Ce fut un véritable cauchemar. À chaque fois que l’on pensait avoir une chance à s’en sortir, on retombait une fois de plus sur le danger. Ici, c’était plus petit, mais les gens affolés menaçaient de vous écraser et le gaz ne semblait être freiné. J’essayais encore d’avancer. J’allais là où il y avait moins de monde. Je ne pourrais vous dire ceux que je voyais exactement, car ces couloirs se ressemblaient tous, et je n’étais pas d’humeur à admirer la décoration. Mais ce qui était sûr, c’était ma rencontre avec cet homme. Un grand gars, tenu de serveur. Il prit peur en me voyant et me menaça avec… Une arme ?! Oui, il tenait une arme vers moi. Le regard trahissait sa propre peur et sa surprise de me voir à cet endroit.

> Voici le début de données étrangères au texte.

//! Expiring Cache - an in-process key-value cache with time-based expiry
//!
//! Bounded by sampling eviction on insert, with an optional periodic sweep
//! of expired entries, and an HTTP surface for the bundled server.

pub mod api;
pub mod cache;
pub mod config;
pub mod error;
pub mod models;
pub mod tasks;

pub use api::AppState;
pub use cache::{CacheEntry, CacheStats, CacheStore, ExpiringCache, InsertOutcome};
pub use config::{CacheConfig, ServerConfig};
pub use error::{CacheError, Result};
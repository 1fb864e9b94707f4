//! Request DTOs for the cache HTTP API

use serde::Deserialize;

/// Maximum accepted key length in bytes
pub const MAX_KEY_LENGTH: usize = 256;

/// Request body for PUT /put
///
/// # Fields
/// - `key`: The cache key
/// - `value`: The value to store
/// - `ttl`: Seconds to live; the cache's default duration when absent
#[derive(Debug, Clone, Deserialize)]
pub struct PutRequest {
    pub key: String,
    pub value: String,
    #[serde(default)]
    pub ttl: Option<u64>,
}

impl PutRequest {
    /// Returns an error message if validation fails, None if valid.
    pub fn validate(&self) -> Option<String> {
        validate_key(&self.key)
    }
}

/// Checks a key taken from a body or a path segment.
pub fn validate_key(key: &str) -> Option<String> {
    if key.is_empty() {
        return Some("Key cannot be empty".to_string());
    }
    if key.len() > MAX_KEY_LENGTH {
        return Some(format!(
            "Key exceeds maximum length of {} bytes",
            MAX_KEY_LENGTH
        ));
    }
    None
}
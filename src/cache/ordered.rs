//! Ordered Store Module
//!
//! Key-ordered entry storage with constant-time positional access, used by
//! the sampling eviction to draw uniformly random entries.

use std::collections::BTreeMap;

use crate::cache::CacheEntry;

/// Result of inserting into the store.
#[derive(Debug, Clone, Copy, PartialEq, Eq)]
pub enum InsertOutcome {
    /// The key was new and a slot was allocated
    Inserted,
    /// The key already existed; only its value was replaced
    Updated,
}

// == Ordered Store ==
/// Entries keyed by a unique string key.
///
/// Layout:
/// - `index` maps each key to its slot, ordered lexicographically
/// - `slots` holds the entries densely, so `at(i)` is a plain index
///
/// Removing a slot swaps the last slot into the hole and re-points its key,
/// which keeps `slots` dense without shifting. Slot positions therefore do not
/// follow key order; `iter` walks `index` when key order matters.
#[derive(Debug)]
pub struct OrderedStore<V> {
    index: BTreeMap<String, usize>,
    slots: Vec<CacheEntry<V>>,
}

impl<V> Default for OrderedStore<V> {
    fn default() -> Self {
        Self::new()
    }
}

impl<V> OrderedStore<V> {
    // == Constructor ==
    /// Creates an empty store.
    pub fn new() -> Self {
        Self {
            index: BTreeMap::new(),
            slots: Vec::new(),
        }
    }

    // == Insert ==
    /// Inserts an entry, or updates the value of the existing entry with the
    /// same key. On update the stored `expire_at` is left untouched and the
    /// rest of `entry` is dropped.
    pub fn insert(&mut self, entry: CacheEntry<V>) -> InsertOutcome {
        if let Some(&pos) = self.index.get(&entry.key) {
            self.slots[pos].value = entry.value;
            return InsertOutcome::Updated;
        }

        self.index.insert(entry.key.clone(), self.slots.len());
        self.slots.push(entry);
        InsertOutcome::Inserted
    }

    // == Find ==
    /// Looks up the entry for `key`.
    pub fn find(&self, key: &str) -> Option<&CacheEntry<V>> {
        self.index.get(key).map(|&pos| &self.slots[pos])
    }

    /// Returns true if `key` is stored.
    pub fn contains(&self, key: &str) -> bool {
        self.index.contains_key(key)
    }

    // == Remove ==
    /// Removes the entry for `key`, if any.
    pub fn remove(&mut self, key: &str) -> Option<CacheEntry<V>> {
        let pos = *self.index.get(key)?;
        self.remove_at(pos)
    }

    /// Removes the entry occupying slot `pos`.
    pub fn remove_at(&mut self, pos: usize) -> Option<CacheEntry<V>> {
        if pos >= self.slots.len() {
            return None;
        }

        let removed = self.slots.swap_remove(pos);
        self.index.remove(&removed.key);

        // The former last slot now lives at `pos`
        if let Some(moved) = self.slots.get(pos) {
            if let Some(slot) = self.index.get_mut(&moved.key) {
                *slot = pos;
            }
        }

        Some(removed)
    }

    // == Positional Access ==
    /// Returns the entry in slot `pos` (`pos < len()`).
    pub fn at(&self, pos: usize) -> Option<&CacheEntry<V>> {
        self.slots.get(pos)
    }

    // == Length ==
    /// Number of stored entries.
    pub fn len(&self) -> usize {
        self.slots.len()
    }

    /// Returns true if nothing is stored.
    pub fn is_empty(&self) -> bool {
        self.slots.is_empty()
    }

    // == Iteration ==
    /// Walks all entries in key order. Every call starts a fresh traversal.
    pub fn iter(&self) -> impl Iterator<Item = &CacheEntry<V>> + '_ {
        self.index.values().map(move |&pos| &self.slots[pos])
    }
}
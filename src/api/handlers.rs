//! API Handlers
//!
//! HTTP request handlers for each cache endpoint.

use axum::{
    extract::{Path, State},
    Json,
};

use crate::cache::{ExpiringCache, InsertOutcome};
use crate::config::CacheConfig;
use crate::error::{CacheError, Result};
use crate::models::{
    validate_key, CountResponse, EntryResponse, ExistsResponse, HealthResponse, MessageResponse,
    PutRequest, StatsResponse, ValueResponse,
};

/// Application state shared across all handlers.
#[derive(Clone)]
pub struct AppState {
    /// Shared cache handle; clones point at the same store
    pub cache: ExpiringCache<String>,
}

impl AppState {
    pub fn new(cache: ExpiringCache<String>) -> Self {
        Self { cache }
    }

    /// Initializes a cache from `config`, starting its sweep if configured.
    pub fn from_config(config: &CacheConfig) -> Result<Self> {
        Ok(Self::new(ExpiringCache::init(config.clone())?))
    }
}

fn check_key(key: &str) -> Result<()> {
    match validate_key(key) {
        Some(msg) => Err(CacheError::InvalidRequest(msg)),
        None => Ok(()),
    }
}

/// Handler for PUT /put
pub async fn put_handler(
    State(state): State<AppState>,
    Json(req): Json<PutRequest>,
) -> Result<Json<MessageResponse>> {
    if let Some(error_msg) = req.validate() {
        return Err(CacheError::InvalidRequest(error_msg));
    }

    let outcome = match req.ttl {
        Some(ttl) => {
            state
                .cache
                .put_with_expiry(req.key.clone(), req.value, ttl)
                .await
        }
        None => state.cache.put(req.key.clone(), req.value).await,
    };

    Ok(Json(MessageResponse::stored(
        req.key,
        outcome == InsertOutcome::Updated,
    )))
}

/// Handler for GET /get/:key
pub async fn get_handler(
    State(state): State<AppState>,
    Path(key): Path<String>,
) -> Result<Json<ValueResponse>> {
    check_key(&key)?;

    match state.cache.get(&key).await {
        Some(value) => Ok(Json(ValueResponse::new(key, value))),
        None => Err(CacheError::NotFound(key)),
    }
}

/// Handler for DELETE /del/:key. Deleting an absent key succeeds.
pub async fn delete_handler(
    State(state): State<AppState>,
    Path(key): Path<String>,
) -> Result<Json<MessageResponse>> {
    check_key(&key)?;

    let removed = state.cache.del(&key).await;
    Ok(Json(MessageResponse::deleted(key, removed)))
}

/// Handler for POST /pop
pub async fn pop_handler(State(state): State<AppState>) -> Result<Json<ValueResponse>> {
    state
        .cache
        .pop_random_entry()
        .await
        .map(|entry| Json(ValueResponse::new(entry.key, entry.value)))
        .ok_or_else(|| CacheError::NotFound("cache is empty".to_string()))
}

/// Handler for GET /exists/:key
pub async fn exists_handler(
    State(state): State<AppState>,
    Path(key): Path<String>,
) -> Result<Json<ExistsResponse>> {
    check_key(&key)?;

    let exists = state.cache.exists(&key).await;
    Ok(Json(ExistsResponse { key, exists }))
}

/// Handler for GET /count
pub async fn count_handler(State(state): State<AppState>) -> Json<CountResponse> {
    Json(CountResponse {
        count: state.cache.count().await,
    })
}

/// Handler for GET /entries
pub async fn entries_handler(State(state): State<AppState>) -> Json<Vec<EntryResponse>> {
    Json(state.cache.iter().await.map(EntryResponse::from).collect())
}

/// Handler for GET /stats
pub async fn stats_handler(State(state): State<AppState>) -> Json<StatsResponse> {
    Json(StatsResponse::from(state.cache.stats().await))
}

/// Handler for GET /health
pub async fn health_handler() -> Json<HealthResponse> {
    Json(HealthResponse::healthy())
}
//! Expiring Cache server
//!
//! Serves one `ExpiringCache<String>` over HTTP.

use std::net::SocketAddr;

use anyhow::Context;
use tokio::signal;
use tracing::info;
use tracing_subscriber::{layer::SubscriberExt, util::SubscriberInitExt};

use expiring_cache::api::{create_router, AppState};
use expiring_cache::config::ServerConfig;

/// # Startup Sequence
/// 1. Initialize tracing subscriber for logging
/// 2. Load configuration from environment variables
/// 3. Initialize the cache (starts the periodic sweep when configured)
/// 4. Serve the router on the configured port
/// 5. On SIGINT/SIGTERM, stop serving, then close the cache
#[tokio::main]
async fn main() -> anyhow::Result<()> {
    // Defaults to "info" level, can be overridden with RUST_LOG env var
    tracing_subscriber::registry()
        .with(
            tracing_subscriber::EnvFilter::try_from_default_env()
                .unwrap_or_else(|_| "expiring_cache=info,tower_http=info".into()),
        )
        .with(tracing_subscriber::fmt::layer())
        .init();

    info!("Starting expiring cache server");

    let config = ServerConfig::from_env();
    info!(
        "Configuration loaded: duration={}s, max={}, n_evictions={}, n_samples={}, sweep_interval={}s, port={}",
        config.cache.duration,
        config.cache.max,
        config.cache.n_evictions,
        config.cache.n_samples,
        config.cache.periodic_eviction_interval,
        config.server_port
    );

    let state = AppState::from_config(&config.cache).context("failed to initialize cache")?;
    let cache = state.cache.clone();

    let app = create_router(state);

    let addr = SocketAddr::from(([0, 0, 0, 0], config.server_port));
    let listener = tokio::net::TcpListener::bind(addr)
        .await
        .with_context(|| format!("failed to bind {}", addr))?;
    info!("Server listening on http://{}", addr);

    axum::serve(listener, app)
        .with_graceful_shutdown(shutdown_signal())
        .await
        .context("server error")?;

    cache.close().await.context("failed to stop cache sweep")?;
    info!("Server shutdown complete");
    Ok(())
}

/// Waits for shutdown signal (Ctrl+C or SIGTERM).
async fn shutdown_signal() {
    let ctrl_c = async {
        signal::ctrl_c()
            .await
            .expect("Failed to install Ctrl+C handler");
    };

    #[cfg(unix)]
    let terminate = async {
        signal::unix::signal(signal::unix::SignalKind::terminate())
            .expect("Failed to install SIGTERM handler")
            .recv()
            .await;
    };

    #[cfg(not(unix))]
    let terminate = std::future::pending::<()>();

    tokio::select! {
        _ = ctrl_c => {
            info!("Received Ctrl+C, initiating shutdown...");
        }
        _ = terminate => {
            info!("Received SIGTERM, initiating shutdown...");
        }
    }
}
//! Cache Store Module
//!
//! Main cache engine combining ordered storage with sampling eviction and
//! the expired-entry sweep. Not synchronized; `ExpiringCache` wraps it in a lock.

use rand::rngs::StdRng;
use rand::{Rng, SeedableRng};
use tracing::{debug, warn};

use crate::cache::{CacheEntry, CacheStats, InsertOutcome, OrderedStore};
use crate::config::CacheConfig;

// == Cache Store ==
/// Cache storage with capacity-driven sampling eviction.
#[derive(Debug)]
pub struct CacheStore<V> {
    /// Key-ordered entries
    entries: OrderedStore<V>,
    /// Engine parameters
    config: CacheConfig,
    /// Read and removal counters
    stats: CacheStats,
    /// Source of eviction samples and random pops
    rng: StdRng,
}

impl<V> CacheStore<V> {
    // == Constructor ==
    /// Creates an empty store governed by `config`.
    pub fn new(config: CacheConfig) -> Self {
        Self::with_rng(config, StdRng::from_entropy())
    }

    /// Creates an empty store whose random choices are reproducible.
    pub fn with_seed(config: CacheConfig, seed: u64) -> Self {
        Self::with_rng(config, StdRng::seed_from_u64(seed))
    }

    fn with_rng(config: CacheConfig, rng: StdRng) -> Self {
        Self {
            entries: OrderedStore::new(),
            config,
            stats: CacheStats::new(),
            rng,
        }
    }

    /// Parameters the store was built with.
    pub fn config(&self) -> &CacheConfig {
        &self.config
    }

    // == Put ==
    /// Stores `value` under `key` with the configured default duration.
    pub fn put(&mut self, key: String, value: V) -> InsertOutcome {
        let duration = self.config.duration;
        self.put_with_expiry(key, value, duration)
    }

    /// Stores `value` under `key`, expiring `duration_secs` from now.
    /// Durations are unsigned, so an entry cannot be stored already past its
    /// expiry; `0` makes it due immediately.
    ///
    /// Capacity eviction runs first, even when `key` is already present.
    /// Updating an existing key replaces its value only: the entry keeps the
    /// expiry it was created with.
    pub fn put_with_expiry(&mut self, key: String, value: V, duration_secs: u64) -> InsertOutcome {
        self.evict_for_capacity();

        let outcome = self
            .entries
            .insert(CacheEntry::new(key, value, duration_secs));

        if self.config.is_bounded() && self.entries.len() > self.config.max {
            warn!(
                count = self.entries.len(),
                max = self.config.max,
                n_evictions = self.config.n_evictions,
                "Cache above capacity after eviction"
            );
        }

        self.stats.set_total_entries(self.entries.len());
        outcome
    }

    // == Get ==
    /// Returns the value for `key`. Expiry is not checked: an entry stays
    /// readable until eviction or the sweep removes it.
    pub fn get(&mut self, key: &str) -> Option<&V> {
        match self.entries.find(key) {
            Some(entry) => {
                self.stats.record_hit();
                Some(&entry.value)
            }
            None => {
                self.stats.record_miss();
                None
            }
        }
    }

    // == Delete ==
    /// Removes `key`. Returns whether an entry was removed.
    pub fn del(&mut self, key: &str) -> bool {
        let removed = self.entries.remove(key).is_some();
        self.stats.set_total_entries(self.entries.len());
        removed
    }

    // == Pop Random ==
    /// Removes and returns a uniformly random entry.
    pub fn pop_random_entry(&mut self) -> Option<CacheEntry<V>> {
        if self.entries.is_empty() {
            return None;
        }

        let pos = self.rng.gen_range(0..self.entries.len());
        let entry = self.entries.remove_at(pos)?;
        self.stats.record_pop();
        self.stats.set_total_entries(self.entries.len());
        Some(entry)
    }

    /// Removes a uniformly random entry and returns its value.
    pub fn pop_random(&mut self) -> Option<V> {
        self.pop_random_entry().map(|entry| entry.value)
    }

    // == Exists ==
    /// Presence check with the same expiry semantics as `get`.
    pub fn exists(&self, key: &str) -> bool {
        self.entries.contains(key)
    }

    /// Absolute expiry (Unix seconds) of `key`.
    pub fn expire_at(&self, key: &str) -> Option<i64> {
        self.entries.find(key).map(|entry| entry.expire_at)
    }

    // == Count ==
    /// Number of entries, expired or not.
    pub fn count(&self) -> usize {
        self.entries.len()
    }

    /// Returns true if the store holds no entries.
    pub fn is_empty(&self) -> bool {
        self.entries.is_empty()
    }

    // == Iteration ==
    /// Walks every entry in key order.
    pub fn iter(&self) -> impl Iterator<Item = &CacheEntry<V>> + '_ {
        self.entries.iter()
    }

    // == Stats ==
    /// Returns current cache statistics.
    pub fn stats(&self) -> CacheStats {
        let mut stats = self.stats.clone();
        stats.set_total_entries(self.entries.len());
        stats
    }

    // == Capacity Eviction ==
    /// Makes room for an insert when the store is at `max`.
    ///
    /// Runs `n_evictions` sampling rounds, stopping early only when the store
    /// empties. Returns the number of entries evicted.
    pub fn evict_for_capacity(&mut self) -> usize {
        if !self.config.is_bounded() || self.entries.len() < self.config.max {
            return 0;
        }

        let mut evicted = 0;
        for _ in 0..self.config.n_evictions {
            if self.evict_sample().is_none() {
                break;
            }
            evicted += 1;
        }

        debug!(evicted, remaining = self.entries.len(), "Capacity eviction");
        evicted
    }

    /// One eviction round: draws `n_samples` random slots (with replacement)
    /// and removes the sampled entry closest to expiring. Ties go to the
    /// first one drawn.
    pub fn evict_sample(&mut self) -> Option<CacheEntry<V>> {
        if self.entries.is_empty() {
            return None;
        }

        let len = self.entries.len();
        let mut victim: Option<(usize, i64)> = None;

        for _ in 0..self.config.effective_samples() {
            let pos = self.rng.gen_range(0..len);
            let expire_at = self.entries.at(pos)?.expire_at;
            match victim {
                Some((_, best)) if best <= expire_at => {}
                _ => victim = Some((pos, expire_at)),
            }
        }

        let (pos, _) = victim?;
        let entry = self.entries.remove_at(pos)?;
        self.stats.record_capacity_eviction();
        self.stats.set_total_entries(self.entries.len());
        Some(entry)
    }

    // == Sweep Expired ==
    /// Removes every entry with `expire_at <= now`.
    ///
    /// Due keys are collected in a first pass and removed in a second, so the
    /// store is never mutated while it is being walked. Returns the number of
    /// entries removed.
    pub fn sweep_expired(&mut self, now: i64) -> usize {
        let due: Vec<String> = self
            .entries
            .iter()
            .filter(|entry| entry.is_expired_at(now))
            .map(|entry| entry.key.clone())
            .collect();

        for key in &due {
            self.entries.remove(key);
        }

        self.stats.record_expirations(due.len());
        self.stats.set_total_entries(self.entries.len());
        due.len()
    }
}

Homme – Que… Stop ou je vais vous… !

Médusa – Non pitié je vous prie !

Hurlais-je de frayeur. Par réflexe, je voulais me protéger de lui avec mon bras. Mais cela ne me servit à rien. Bien que pour un humain lambda, il soit naturel de se protéger avec ses mains et bras face à tout type de danger, pour quelqu’un comme moi, c’était différent. Dans ce monde, la peur et la colère réveillaient en moi ma véritable nature, sans que j’y puisse faire quoi que ce soit. Alors que mon cœur allait me lâchait face à cet homme, mes cheveux se mirent à flottés dans les airs, s’agitant comme en plein vent, sifflant d’un air menaçant comme des serpents allant mordre. L’homme lâcha un cri de frayeur en voyant cela. Et, baissant le bras, bien en colère, mes yeux reptiliens devinrent brillants, foudroyant mon adversaire. Ce dernier ne fit plus le moindre geste, paralyser par ma malédiction, qui venait de me sauver.

Mes cheveux se taisent et retombèrent le long de mon dos, mes yeux retrouvèrent leur éclat bleu. Je restais également pétrifier devant ce que je venais de faire. Je savais que c’était cet individu qui m’avait attaqué le premier. Je n’avais fait que me défendre, mais… J’étais choqué tout de même. Après tant d’années d’effort, j’avais à nouveau usé de mon pouvoir. Je me sentais comme perdu, ayant échoué à quelque chose et ne savant plus quoi faire. Je me mis alors à crier aussi fort que tout le monde. Mes joues devinrent rouge sang et des larmes coulèrent en abondance de mes yeux. Je ne voulais plus rire, mais crier de rage présente. Et les paroles qui sortirent de ma bouche furent :

Méduse – Mais que ce passe t’il ici ?!


Et je continuais à sangloter. C’était comme si tout l’air dans mes poumons s’échappa rapidement, sans être renouveler, me faisant étouffer. Mais quelque chose d’autre se passait en moi. A chaque cri que je poussais, je sentais mon cœur s’endurcir. Le souvenir de ma vie de gorgone meurtrière me revenait petit à petit en mémoire. C’est alors qu’une évidence me vint, je ne pourrais sauver qui que ce soit où vaincre qui que ce soit en Mégara. Mais en tant que Médusa… Je pourrais faire la différence.